In strada e nelle piazze, insomma, tutti i motivi possibili per essere tristi, cupi, disperati anche pensando che, ormai non soltanto in Medio Oriente, si parla tranquillamente di guerra e si sostiene che anche la sanità, la scuola, il lavoro, la cultura in genere devono sottostare a ulteriori, forti tagli perché i soldi devono essere destinati a comperare le armi da Trump, proprio dall’idolo di Giorgia Meloni.

Eppure in strada e nelle piazze ci si è quasi stupiti nel vedere i sorrisi dipinti sulla faccia di studenti, giovani, anziani, donne e uomini di qualunque età; anche di disabili in sedia a rotelle, di giovani genitori con bimbi in passeggino. Ed erano sorrisi spontanei, non artefatti e non difficili da decifrare: gli stessi sorrisi che involontariamente fioriscono quando ti svegli da un incubo e ti rendi conto che quello che hai patito nel sogno non è realtà e che quasi sempre puoi benissimo fare in modo che non succeda.

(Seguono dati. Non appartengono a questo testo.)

//! Victim selection for when every physical frame is in use.

use crate::config::ReplacementKind;
use alloc::boxed::Box;
use alloc::vec::Vec;
use rand::rngs::SmallRng;
use rand::{Rng, SeedableRng};

/// What a policy may know about one physical frame.
#[derive(Clone, Copy, Default, Debug, PartialEq, Eq)]
pub struct FrameUsage {
    pub used: bool,
    pub dirty: bool,
    /// The frame may be chosen. Frames that are free or that would hold the
    /// faulting page are never eligible.
    pub eligible: bool,
}

/// A page replacement algorithm.
pub trait ReplacementPolicy: Send {
    /// Returns the index of the frame to evict, or [`None`] if no frame is
    /// eligible. A policy may clear `used` bits as it goes; the caller copies
    /// them back to the page tables.
    fn select_victim(&mut self, frames: &mut [FrameUsage]) -> Option<usize>;
}

/// Evicts frames in turn, skipping the ineligible ones.
#[derive(Default)]
pub struct Fifo {
    cursor: usize,
}

/// Second chance: prefers frames neither used nor dirty, then unused dirty
/// ones, clearing use bits along the way.
#[derive(Default)]
pub struct Clock {
    cursor: usize,
}

/// Uniform choice among the eligible frames.
pub struct RandomChoice {
    rng: SmallRng,
}

impl RandomChoice {
    pub fn new(seed: u64) -> Self {
        Self {
            rng: SmallRng::seed_from_u64(seed),
        }
    }
}

impl Default for RandomChoice {
    fn default() -> Self {
        Self::new(0)
    }
}

impl ReplacementPolicy for Fifo {
    fn select_victim(&mut self, frames: &mut [FrameUsage]) -> Option<usize> {
        let total = frames.len();
        let victim = (self.cursor..self.cursor + total)
            .map(|i| i % total)
            .find(|&i| frames[i].eligible)?;
        self.cursor = (victim + 1) % total;
        Some(victim)
    }
}

impl ReplacementPolicy for Clock {
    fn select_victim(&mut self, frames: &mut [FrameUsage]) -> Option<usize> {
        let total = frames.len();
        for round in 1..=4 {
            for p in self.cursor..self.cursor + total {
                let frame = &mut frames[p % total];
                if !frame.eligible {
                    continue;
                }
                // Odd rounds look for clean frames, even rounds for dirty ones.
                let wanted_dirty = round % 2 == 0;
                if !frame.used && frame.dirty == wanted_dirty {
                    self.cursor = (p + 1) % total;
                    return Some(p % total);
                }
                if round == 2 {
                    frame.used = false;
                }
            }
        }
        self.cursor = (self.cursor + 1) % total;
        None
    }
}

impl ReplacementPolicy for RandomChoice {
    fn select_victim(&mut self, frames: &mut [FrameUsage]) -> Option<usize> {
        let eligible: Vec<usize> = (0..frames.len()).filter(|&i| frames[i].eligible).collect();
        if eligible.is_empty() {
            return None;
        }
        Some(eligible[self.rng.random_range(0..eligible.len())])
    }
}

/// The policy configured by `kind`.
pub fn build(kind: ReplacementKind, seed: u64) -> Box<dyn ReplacementPolicy> {
    match kind {
        ReplacementKind::Fifo => Box::new(Fifo::default()),
        ReplacementKind::Clock => Box::new(Clock::default()),
        ReplacementKind::Random => Box::new(RandomChoice::new(seed)),
    }
}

Sorrisi che sgorgano nel vedersi in tanti, insieme, uniti in un sentire comune in cui nessuno sgomita per avere un posto di primo piano, ma tutti avvertono il bisogno, ancor più che la necessità, di opporsi alla disumanità come fondamentale impegno politico, ma ancor prima come dimostrazione di appartenere a un genere umano e non belluino.

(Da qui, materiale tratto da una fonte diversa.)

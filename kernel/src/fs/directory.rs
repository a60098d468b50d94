use super::{
    file_header::HeaderChain, volume::Volume, Error, Result, FILE_NAME_MAX_LEN,
};
use crate::block::BlockSector;
use alloc::{string::String, vec, vec::Vec};
use core::{fmt, mem::size_of};
use zerocopy::{AsBytes, FromBytes, FromZeroes};

/// One slot of a directory table as stored on disk.
#[repr(C)]
#[derive(Debug, Clone, Copy, FromBytes, FromZeroes, AsBytes)]
pub struct DirectoryEntry {
    in_use: u8,
    is_directory: u8,
    _padding: [u8; 2],
    sector: u32,
    name: [u8; FILE_NAME_MAX_LEN + 1], // NUL padded
}

pub const DIRECTORY_ENTRY_SIZE: usize = size_of::<DirectoryEntry>();

impl DirectoryEntry {
    pub fn in_use(&self) -> bool {
        self.in_use != 0
    }

    pub fn is_directory(&self) -> bool {
        self.in_use() && self.is_directory != 0
    }

    pub fn sector(&self) -> BlockSector {
        self.sector
    }

    /// The stored name, or `None` if the bytes are not a terminated name.
    pub fn name(&self) -> Option<&str> {
        let len = self.name.iter().position(|&b| b == 0)?;
        core::str::from_utf8(&self.name[..len]).ok()
    }
}

pub fn check_name(name: &str) -> Result<()> {
    if name.is_empty() || name.contains('/') {
        return Err(Error::InvalidPath);
    }
    if name.len() > FILE_NAME_MAX_LEN {
        return Err(Error::NameTooLong);
    }
    Ok(())
}

/// The name table of one directory.
///
/// The table is an ordinary file of fixed-size entries. It never shrinks;
/// when every slot is taken it grows by exactly one.
#[derive(Clone)]
pub struct Directory {
    table: Vec<DirectoryEntry>,
}

impl Directory {
    /// An empty table of `size` slots.
    pub fn new(size: usize) -> Self {
        Self {
            table: vec![DirectoryEntry::new_zeroed(); size],
        }
    }

    pub fn table_size(&self) -> usize {
        self.table.len()
    }

    /// Loads the table from the directory file at `sector`.
    ///
    /// With `recount`, the table is resized to however many entries the file
    /// holds; otherwise exactly the current number of slots is read.
    pub(super) fn fetch_from(
        &mut self,
        volume: &Volume,
        sector: BlockSector,
        recount: bool,
    ) -> Result<()> {
        let chain = HeaderChain::load(&volume.disk, sector)?;
        if recount {
            self.table = vec![DirectoryEntry::new_zeroed(); chain.length() / DIRECTORY_ENTRY_SIZE];
        }
        let bytes = self.table.as_bytes_mut();
        let read = chain.read_at(&volume.disk, bytes, 0)?;
        bytes[read..].fill(0);
        Ok(())
    }

    /// Reads the whole table of the directory at `sector`.
    pub(super) fn load(volume: &Volume, sector: BlockSector) -> Result<Self> {
        let mut dir = Self::new(0);
        dir.fetch_from(volume, sector, true)?;
        Ok(dir)
    }

    /// Persists the table, growing the directory file if the table grew.
    pub(super) fn write_back(&self, volume: &Volume, sector: BlockSector) -> Result<()> {
        let bytes = self.table.as_bytes();
        let mut chain = HeaderChain::load(&volume.disk, sector)?;
        if chain.length() < bytes.len() {
            let length =
                volume.with_free_map(|free_map| chain.extend(&volume.disk, free_map, bytes.len()))??;
            if length < bytes.len() {
                return Err(Error::NoSpace);
            }
        }
        chain.write_at(&volume.disk, bytes, 0)?;
        Ok(())
    }

    fn find_index(&self, name: &str) -> Option<usize> {
        self.table
            .iter()
            .position(|entry| entry.in_use() && entry.name() == Some(name))
    }

    pub fn find(&self, name: &str) -> Option<BlockSector> {
        self.find_index(name).map(|i| self.table[i].sector)
    }

    /// Whether `name` exists and is a subdirectory.
    pub fn find_directory(&self, name: &str) -> bool {
        self.find_index(name)
            .is_some_and(|i| self.table[i].is_directory())
    }

    /// Adds `name`, taking the first free slot or growing the table by one.
    pub fn add(&mut self, name: &str, sector: BlockSector, is_directory: bool) -> Result<()> {
        check_name(name)?;
        if self.find_index(name).is_some() {
            return Err(Error::Exists);
        }

        let mut entry = DirectoryEntry::new_zeroed();
        entry.in_use = 1;
        entry.is_directory = u8::from(is_directory);
        entry.sector = sector;
        entry.name[..name.len()].copy_from_slice(name.as_bytes());

        match self.table.iter_mut().find(|slot| !slot.in_use()) {
            Some(slot) => *slot = entry,
            None => self.table.push(entry),
        }
        Ok(())
    }

    /// Frees the slot of `name`. The table keeps its size.
    pub fn remove(&mut self, name: &str) -> Result<()> {
        let index = self.find_index(name).ok_or(Error::NotFound)?;
        let slot = &mut self.table[index];
        slot.in_use = 0;
        slot.is_directory = 0;
        Ok(())
    }

    pub fn is_empty(&self) -> bool {
        !self.table.iter().any(DirectoryEntry::in_use)
    }

    pub fn entries(&self) -> impl Iterator<Item = &DirectoryEntry> {
        self.table.iter().filter(|entry| entry.in_use())
    }

    /// One name per line, subdirectories marked with a trailing `/`. An empty
    /// directory lists as a single blank line.
    pub fn list(&self) -> String {
        let mut out = String::new();
        for entry in self.entries() {
            out.push_str(entry.name().unwrap_or("?"));
            if entry.is_directory() {
                out.push('/');
            }
            out.push('\n');
        }
        if out.is_empty() {
            out.push('\n');
        }
        out
    }
}

impl fmt::Display for Directory {
    fn fmt(&self, f: &mut fmt::Formatter) -> fmt::Result {
        writeln!(f, "Directory contents:")?;
        for entry in self.entries() {
            writeln!(
                f,
                "Name: {}, Sector: {}{}",
                entry.name().unwrap_or("?"),
                entry.sector,
                if entry.is_directory() { ", directory" } else { "" }
            )?;
        }
        Ok(())
    }
}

Sorrisi che affiorano nel vedersi urlare “No” a un cosiddetto garante che pone limiti assurdi all’articolo 40 della Costituzione, quello che stabilisce il diritto di sciopero, sostenendo che si tratta di uno “sciopero politico”. Ma quale sciopero, di grazia, non è stato politico? Uno non dovrebbe poter protestare se colei che in teoria ti rappresenta si rifiuta di fare qualsiasi cosa di concreto per tentar di fermare chi si sta macchiando di genocidio? Se la stessa persona cerca di convincerti che i rappresentanti di 44 nazioni sono saliti in barca soltanto per far dispetto al governo Meloni? Se usa toni di condanna senza appello per chi porta aiuti umanitari, ma tace davanti a chi fa morire di fame e di malattie curabilissime migliaia di persone? Se interpreta una protesta diffusissima contro sé stessa con la voglia di allungare il week-end per trascorrere l’allungamento in strada, con lo scopo di riaffermare la propria umanità che è ben diversa dalla disumanità di una destra che dimostra di non essere minimamente mai cambiata nelle idee.

La Meloni aveva ragione a tentare di scongiurare questa giornata di protesta: forse aveva già immaginato di vedere quei sorrisi che si schiudono davanti a quella che speriamo sia una ripartenza.

Una volta si diceva: «Una risata vi seppellirà». Oggi non c’è niente da ridere, ma si può ben sperare che sarà un semplice sorriso, quello di questa protesta, a seppellirli.